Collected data
++++++++++++++++++++
use std::future::Future;
use std::panic::AssertUnwindSafe;
use std::sync::Arc;

use futures::FutureExt;
use tokio::runtime::Handle;
use tokio::sync::{Semaphore, watch};
use tokio_util::sync::CancellationToken;
use tokio_util::task::TaskTracker;
use tracing::{debug, warn};

use super::CombinedTask;
use super::erased::{AnyTask, AnyValue, ErasedDownloader, RetryRelay, UnitObserver, downcast};
use crate::callback::{Callback, ChildCallback, CombinedCallback, DownloadCallback};
use crate::error::{DownloadError, Result};
use crate::handle::{Completer, DownloadHandle};
use crate::task::{DownloadTask, Locator};

/// `task_start` of one enclosing composite callback
pub(crate) type StartHook = Arc<dyn Fn(&Locator) -> Option<Arc<dyn ChildCallback>> + Send + Sync>;

pub(crate) fn start_hook<R: 'static>(callback: &Arc<dyn CombinedCallback<R>>) -> StartHook {
    let callback = Arc::clone(callback);
    Arc::new(move |locator: &Locator| callback.task_start(locator))
}

/// Resources shared by every context of one combined downloader
pub(crate) struct Environment {
    pub(crate) downloader: Arc<dyn ErasedDownloader>,
    pub(crate) pool: Arc<Semaphore>,
    pub(crate) tracker: TaskTracker,
    pub(crate) runtime: Handle,
}

#[derive(Debug, Default)]
struct UnitState {
    /// Units submitted and not yet terminal
    pending: usize,
    /// Fatal units among `pending`
    pending_fatal: usize,
    fatal_error: Option<DownloadError>,
    /// No more submissions accepted
    closed: bool,
}

struct ContextInner {
    env: Arc<Environment>,
    token: CancellationToken,
    hooks: Vec<StartHook>,
    tries: u32,
    state: watch::Sender<UnitState>,
}

/// Execution environment handed to a [`CombinedTask`] body
///
/// Units submitted here (async work, downloads, nested composite tasks) run
/// concurrently. A unit submitted with `fatal = true` fails the whole
/// composite when it fails; other units only notify their own callbacks.
/// Cloning is cheap, so the context can be moved into submitted work.
#[derive(Clone)]
pub struct CombinedContext {
    inner: Arc<ContextInner>,
}

impl CombinedContext {
    pub(crate) fn new(env: Arc<Environment>, token: CancellationToken, hooks: Vec<StartHook>, tries: u32) -> Self {
        Self {
            inner: Arc::new(ContextInner {
                env,
                token,
                hooks,
                tries,
                state: watch::Sender::new(UnitState::default()),
            }),
        }
    }

    /// Run async work on the shared worker pool.
    ///
    /// # Errors
    ///
    /// [`DownloadError::Interrupted`] once the composite is finishing, failed
    /// or cancelled.
    pub fn submit<R, F>(&self, work: F, callback: Option<Arc<dyn Callback<R>>>, fatal: bool) -> Result<DownloadHandle<R>>
    where
        R: Send + 'static,
        F: Future<Output = Result<R>> + Send + 'static,
    {
        let (handle, completer) = self.register(fatal)?;
        let token = completer.token().clone();
        let pool = Arc::clone(&self.inner.env.pool);

        self.spawn_unit(completer, fatal, callback, run_pooled(pool, token, work));
        Ok(handle)
    }

    /// Download `task` as a child of this composite.
    ///
    /// Every enclosing composite callback sees `task_start` before this call
    /// returns; the observers it hands out are driven for this child along
    /// with `callback`.
    pub fn submit_download<R>(
        &self,
        task: Arc<dyn DownloadTask<R>>,
        callback: Option<Arc<dyn DownloadCallback<R>>>,
        fatal: bool,
    ) -> Result<DownloadHandle<R>>
    where
        R: Send + 'static,
    {
        let (handle, completer) = self.register(fatal)?;

        let children: Vec<Arc<dyn ChildCallback>> = self
            .inner
            .hooks
            .iter()
            .filter_map(|hook| hook(task.locator()))
            .collect();
        let observer = Arc::new(UnitObserver::new(callback, children));
        let relay: Arc<dyn DownloadCallback<AnyValue>> = Arc::new(RetryRelay(Arc::clone(&observer)));

        debug!(locator = %task.locator(), fatal, "Child download submitted");
        let started = self.inner.env.downloader.download_any(
            Arc::new(AnyTask::new(task)),
            Some(relay),
            self.inner.tries,
        );

        let token = completer.token().clone();
        self.spawn_unit(completer, fatal, Some(observer), follow_download(started, token));
        Ok(handle)
    }

    /// Run a nested composite task inside this one.
    ///
    /// Downloads of the nested task also report `task_start` to this
    /// composite's callbacks.
    pub fn submit_combined<R>(
        &self,
        task: Arc<dyn CombinedTask<R>>,
        callback: Option<Arc<dyn CombinedCallback<R>>>,
        fatal: bool,
    ) -> Result<DownloadHandle<R>>
    where
        R: Send + 'static,
    {
        let (handle, completer) = self.register(fatal)?;

        let mut hooks = self.inner.hooks.clone();
        if let Some(callback) = &callback {
            hooks.push(start_hook(callback));
        }
        let nested = CombinedContext::new(
            Arc::clone(&self.inner.env),
            completer.token().child_token(),
            hooks,
            self.inner.tries,
        );

        debug!(fatal, "Nested composite submitted");
        self.spawn_unit(completer, fatal, callback, drive(task, nested));
        Ok(handle)
    }

    /// Wait until every unit submitted so far reached a terminal state.
    ///
    /// Code after this call is the composite's completion step.
    ///
    /// # Errors
    ///
    /// Returns early with the error of a failed fatal unit, or
    /// [`DownloadError::Cancelled`] if the composite was cancelled.
    pub async fn await_all_tasks(&self) -> Result<()> {
        tokio::select! {
            biased;
            _ = self.inner.token.cancelled() => Err(DownloadError::Cancelled),
            outcome = self.settled(|s| s.pending == 0) => match outcome? {
                Some(fatal) => Err(fatal),
                None => Ok(()),
            },
        }
    }

    /// Whether the composite was cancelled or is being torn down
    pub fn is_cancelled(&self) -> bool {
        self.inner.token.is_cancelled()
    }

    /// Error of the fatal unit that failed this composite, if any
    pub fn failure(&self) -> Option<DownloadError> {
        self.inner.state.borrow().fatal_error.clone()
    }

    /// Units submitted and not yet finished
    pub fn pending(&self) -> usize {
        self.inner.state.borrow().pending
    }

    fn register<R: Send + 'static>(&self, fatal: bool) -> Result<(DownloadHandle<R>, Completer<R>)> {
        let mut accepted = false;
        self.inner.state.send_if_modified(|state| {
            if state.closed {
                return false;
            }
            state.pending += 1;
            if fatal {
                state.pending_fatal += 1;
            }
            accepted = true;
            true
        });

        if !accepted {
            return Err(DownloadError::Interrupted);
        }
        Ok(DownloadHandle::pending(self.inner.token.child_token()))
    }

    fn finish_unit(&self, fatal: bool, error: Option<DownloadError>) {
        self.inner.state.send_modify(|state| {
            state.pending -= 1;
            if !fatal {
                return;
            }
            state.pending_fatal -= 1;
            if let Some(error) = error {
                if !error.is_cancelled() && state.fatal_error.is_none() {
                    warn!(error = %error, "Fatal unit failed, failing composite");
                    state.fatal_error = Some(error);
                    state.closed = true;
                }
            }
        });
    }

    fn spawn_unit<R, C, Fut>(&self, completer: Completer<R>, fatal: bool, observer: Option<Arc<C>>, work: Fut)
    where
        R: Send + 'static,
        C: Callback<R> + ?Sized + 'static,
        Fut: Future<Output = Result<R>> + Send + 'static,
    {
        let mut settle = Settle {
            context: self.clone(),
            fatal,
            error: Some(DownloadError::session("unit panicked before completing")),
        };
        self.inner.env.tracker.spawn_on(
            async move {
                let outcome = work.await;
                settle.error = outcome.as_ref().err().cloned();
                completer.resolve(outcome, observer.as_deref());
                drop(settle);
            },
            &self.inner.env.runtime,
        );
    }

    /// Wait for `ready` or a fatal failure; yields the fatal error if any
    async fn settled(&self, ready: impl Fn(&UnitState) -> bool) -> Result<Option<DownloadError>> {
        let mut rx = self.inner.state.subscribe();
        let fatal = rx
            .wait_for(|state| ready(state) || state.fatal_error.is_some())
            .await
            .map_err(|_| DownloadError::Abandoned)?
            .fatal_error
            .clone();
        Ok(fatal)
    }

    async fn fatal_failure(&self) -> DownloadError {
        match self.settled(|_| false).await {
            Ok(Some(error)) => error,
            _ => std::future::pending().await,
        }
    }

    async fn run_body<R>(&self, task: Arc<dyn CombinedTask<R>>) -> Result<R>
    where
        R: Send + 'static,
    {
        let value = AssertUnwindSafe(task.run(self.clone()))
            .catch_unwind()
            .await
            .unwrap_or_else(|_| Err(DownloadError::session("composite body panicked")))?;
        if let Some(fatal) = self.settled(|s| s.pending_fatal == 0).await? {
            return Err(fatal);
        }
        Ok(value)
    }

    /// Reject new units, cancel the remaining ones and wait for them
    async fn teardown(&self) {
        self.inner.state.send_modify(|state| state.closed = true);

        let leftovers = self.pending();
        if leftovers > 0 {
            debug!(leftovers, "Cancelling outstanding units");
        }
        self.inner.token.cancel();

        let mut rx = self.inner.state.subscribe();
        // The sender lives in `self`, so this only returns once drained.
        let _ = rx.wait_for(|state| state.pending == 0).await;
    }
}

/// Marks a unit terminal when dropped, so a panicking callback still
/// releases the unit's slot in the context
struct Settle {
    context: CombinedContext,
    fatal: bool,
    error: Option<DownloadError>,
}

impl Drop for Settle {
    fn drop(&mut self) {
        self.context.finish_unit(self.fatal, self.error.take());
    }
}

/// Run a composite task body to completion inside `context`
///
/// Resolves to the body's value once the body and all fatal units finished.
/// Cancellation and fatal failures win over the body; in every case the
/// context is torn down before this returns, so no unit outlives it.
pub(crate) async fn drive<R>(task: Arc<dyn CombinedTask<R>>, context: CombinedContext) -> Result<R>
where
    R: Send + 'static,
{
    let outcome = tokio::select! {
        biased;
        _ = context.inner.token.cancelled() => Err(DownloadError::Cancelled),
        fatal = context.fatal_failure() => Err(fatal),
        result = context.run_body(task) => result,
    };

    context.teardown().await;
    outcome
}

async fn run_pooled<R, F>(pool: Arc<Semaphore>, token: CancellationToken, work: F) -> Result<R>
where
    F: Future<Output = Result<R>> + Send,
{
    let _permit = tokio::select! {
        biased;
        _ = token.cancelled() => return Err(DownloadError::Cancelled),
        permit = pool.acquire_owned() => permit.map_err(|_| DownloadError::Rejected)?,
    };

    tokio::select! {
        biased;
        _ = token.cancelled() => Err(DownloadError::Cancelled),
        outcome = AssertUnwindSafe(work).catch_unwind() => {
            outcome.unwrap_or_else(|_| Err(DownloadError::session("submitted work panicked")))
        }
    }
}

async fn follow_download<R>(started: Result<DownloadHandle<AnyValue>>, token: CancellationToken) -> Result<R>
where
    R: Send + 'static,
{
    let mut download = started?;

    let value = tokio::select! {
        biased;
        _ = token.cancelled() => {
            download.cancel();
            (&mut download).await
        }
        value = &mut download => value,
    }?;

    downcast(value)
}
//! Observability (download counters, tracing setup)

use std::sync::atomic::{AtomicU64, Ordering};

use tracing_subscriber::EnvFilter;

/// Counters shared by the downloader, cache and combined layers
#[derive(Debug, Default)]
pub struct Metrics {
    downloads_started: AtomicU64,
    downloads_failed: AtomicU64,
    retries: AtomicU64,
    cache_hits: AtomicU64,
    cache_misses: AtomicU64,
    cache_evictions: AtomicU64,
}

impl Metrics {
    pub fn new() -> Self {
        Self::default()
    }

    pub fn download_started(&self) {
        self.downloads_started.fetch_add(1, Ordering::Relaxed);
        tracing::trace!(counter = "downloads_started", "Metric incremented");
    }

    pub fn download_failed(&self) {
        self.downloads_failed.fetch_add(1, Ordering::Relaxed);
        tracing::trace!(counter = "downloads_failed", "Metric incremented");
    }

    pub fn retry(&self) {
        self.retries.fetch_add(1, Ordering::Relaxed);
        tracing::trace!(counter = "retries", "Metric incremented");
    }

    pub fn cache_hit(&self) {
        self.cache_hits.fetch_add(1, Ordering::Relaxed);
        tracing::trace!(counter = "cache_hits", "Metric incremented");
    }

    pub fn cache_miss(&self) {
        self.cache_misses.fetch_add(1, Ordering::Relaxed);
        tracing::trace!(counter = "cache_misses", "Metric incremented");
    }

    pub fn cache_eviction(&self) {
        self.cache_evictions.fetch_add(1, Ordering::Relaxed);
        tracing::trace!(counter = "cache_evictions", "Metric incremented");
    }

    pub fn snapshot(&self) -> MetricsSnapshot {
        MetricsSnapshot {
            downloads_started: self.downloads_started.load(Ordering::Relaxed),
            downloads_failed: self.downloads_failed.load(Ordering::Relaxed),
            retries: self.retries.load(Ordering::Relaxed),
            cache_hits: self.cache_hits.load(Ordering::Relaxed),
            cache_misses: self.cache_misses.load(Ordering::Relaxed),
            cache_evictions: self.cache_evictions.load(Ordering::Relaxed),
        }
    }
}

#[derive(Debug, Clone, Default, PartialEq, Eq)]
pub struct MetricsSnapshot {
    pub downloads_started: u64,
    pub downloads_failed: u64,
    pub retries: u64,
    pub cache_hits: u64,
    pub cache_misses: u64,
    pub cache_evictions: u64,
}

/// Install the global tracing subscriber.
///
/// `RUST_LOG` wins over `default_filter`. Calling this twice is harmless.
pub fn init_tracing(default_filter: &str) {
    let filter = EnvFilter::try_from_default_env().unwrap_or_else(|_| EnvFilter::new(default_filter));
    let _ = tracing_subscriber::fmt()
        .with_env_filter(filter)
        .with_target(false)
        .try_init();
}

#[cfg(test)]
mod tests {
    use super::*;

    #[test]
    fn test_snapshot_reflects_counters() {
        let metrics = Metrics::new();
        metrics.download_started();
        metrics.download_started();
        metrics.retry();
        metrics.cache_hit();
        metrics.cache_miss();
        metrics.cache_eviction();

        let snapshot = metrics.snapshot();
        assert_eq!(snapshot.downloads_started, 2);
        assert_eq!(snapshot.retries, 1);
        assert_eq!(snapshot.downloads_failed, 0);
        assert_eq!(snapshot.cache_hits, 1);
        assert_eq!(snapshot.cache_misses, 1);
        assert_eq!(snapshot.cache_evictions, 1);
    }
}
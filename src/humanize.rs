//! Human-readable byte sizes for configuration values ("64MB", "512KiB")

use serde::{Deserialize, Serialize};
use std::fmt;
use std::str::FromStr;
use thiserror::Error;

#[derive(Debug, Error, PartialEq, Eq)]
pub enum ParseError {
    #[error("Invalid size format: {0}")]
    InvalidFormat(String),

    #[error("Invalid number: {0}")]
    InvalidNumber(#[from] std::num::ParseIntError),

    #[error("Invalid unit: {0}")]
    InvalidUnit(String),

    #[error("Size out of range: {0}")]
    Overflow(String),
}

const KIB: u64 = 1024;

/// Binary units, largest first
const UNITS: &[(&str, u64)] = &[
    ("TB", KIB * KIB * KIB * KIB),
    ("GB", KIB * KIB * KIB),
    ("MB", KIB * KIB),
    ("KB", KIB),
];

/// Byte count that (de)serializes from either an integer or a "5MB" string
#[derive(Debug, Clone, Copy, Default, PartialEq, Eq, PartialOrd, Ord, Hash, Serialize)]
pub struct ByteSize(pub u64);

impl ByteSize {
    pub fn as_u64(&self) -> u64 {
        self.0
    }

    /// Saturates on 32-bit targets
    pub fn as_usize(&self) -> usize {
        usize::try_from(self.0).unwrap_or(usize::MAX)
    }

    /// Largest unit that keeps at least one whole digit, with one decimal
    /// place when it is non-zero ("1.5MB", "2GB", "900B").
    pub fn to_human_readable(&self) -> String {
        for &(unit, divisor) in UNITS {
            if self.0 >= divisor {
                let whole = self.0 / divisor;
                let tenth = (self.0 % divisor) * 10 / divisor;
                return if tenth == 0 {
                    format!("{}{}", whole, unit)
                } else {
                    format!("{}.{}{}", whole, tenth, unit)
                };
            }
        }
        format!("{}B", self.0)
    }
}

fn unit_multiplier(unit: &str) -> Option<u64> {
    let multiplier = match unit {
        "" | "B" => 1,
        "K" | "KB" | "KIB" => KIB,
        "M" | "MB" | "MIB" => KIB * KIB,
        "G" | "GB" | "GIB" => KIB * KIB * KIB,
        "T" | "TB" | "TIB" => KIB * KIB * KIB * KIB,
        _ => return None,
    };
    Some(multiplier)
}

impl FromStr for ByteSize {
    type Err = ParseError;

    fn from_str(s: &str) -> Result<Self, Self::Err> {
        let normalized = s.trim().to_ascii_uppercase();
        let split = normalized
            .find(|c: char| !c.is_ascii_digit())
            .unwrap_or(normalized.len());
        let (digits, unit) = normalized.split_at(split);

        if digits.is_empty() {
            return Err(ParseError::InvalidFormat(s.to_string()));
        }

        let value: u64 = digits.parse()?;
        let multiplier =
            unit_multiplier(unit.trim()).ok_or_else(|| ParseError::InvalidUnit(unit.to_string()))?;

        value
            .checked_mul(multiplier)
            .map(ByteSize)
            .ok_or_else(|| ParseError::Overflow(s.to_string()))
    }
}

impl fmt::Display for ByteSize {
    fn fmt(&self, f: &mut fmt::Formatter<'_>) -> fmt::Result {
        f.write_str(&self.to_human_readable())
    }
}

impl<'de> Deserialize<'de> for ByteSize {
    fn deserialize<D>(deserializer: D) -> Result<Self, D::Error>
    where
        D: serde::Deserializer<'de>,
    {
        struct ByteSizeVisitor;

        impl serde::de::Visitor<'_> for ByteSizeVisitor {
            type Value = ByteSize;

            fn expecting(&self, formatter: &mut fmt::Formatter) -> fmt::Result {
                formatter.write_str("a byte count or a size string such as \"64MB\"")
            }

            fn visit_u64<E>(self, v: u64) -> Result<Self::Value, E>
            where
                E: serde::de::Error,
            {
                Ok(ByteSize(v))
            }

            // Environment overrides arrive as signed integers.
            fn visit_i64<E>(self, v: i64) -> Result<Self::Value, E>
            where
                E: serde::de::Error,
            {
                u64::try_from(v)
                    .map(ByteSize)
                    .map_err(|_| E::custom(format!("byte size must not be negative: {}", v)))
            }

            fn visit_str<E>(self, v: &str) -> Result<Self::Value, E>
            where
                E: serde::de::Error,
            {
                v.parse::<ByteSize>().map_err(E::custom)
            }
        }

        deserializer.deserialize_any(ByteSizeVisitor)
    }
}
++++++++++++++++++++
_Exercise goal:_ Please reproduce, exactly as they appear above, the lines from the line containing "a terminal state." up to and including the line containing "if let Some(error)".

_Answer for this exercise:_
    /// Wait until every unit submitted so far reached a terminal state.
    ///
    /// Code after this call is the composite's completion step.
    ///
    /// # Errors
    ///
    /// Returns early with the error of a failed fatal unit, or
    /// [`DownloadError::Cancelled`] if the composite was cancelled.
    pub async fn await_all_tasks(&self) -> Result<()> {
        tokio::select! {
            biased;
            _ = self.inner.token.cancelled() => Err(DownloadError::Cancelled),
            outcome = self.settled(|s| s.pending == 0) => match outcome? {
                Some(fatal) => Err(fatal),
                None => Ok(()),
            },
        }
    }

    /// Whether the composite was cancelled or is being torn down
    pub fn is_cancelled(&self) -> bool {
        self.inner.token.is_cancelled()
    }

    /// Error of the fatal unit that failed this composite, if any
    pub fn failure(&self) -> Option<DownloadError> {
        self.inner.state.borrow().fatal_error.clone()
    }

    /// Units submitted and not yet finished
    pub fn pending(&self) -> usize {
        self.inner.state.borrow().pending
    }

    fn register<R: Send + 'static>(&self, fatal: bool) -> Result<(DownloadHandle<R>, Completer<R>)> {
        let mut accepted = false;
        self.inner.state.send_if_modified(|state| {
            if state.closed {
                return false;
            }
            state.pending += 1;
            if fatal {
                state.pending_fatal += 1;
            }
            accepted = true;
            true
        });

        if !accepted {
            return Err(DownloadError::Interrupted);
        }
        Ok(DownloadHandle::pending(self.inner.token.child_token()))
    }

    fn finish_unit(&self, fatal: bool, error: Option<DownloadError>) {
        self.inner.state.send_modify(|state| {
            state.pending -= 1;
            if !fatal {
                return;
            }
            state.pending_fatal -= 1;
            if let Some(error) = error {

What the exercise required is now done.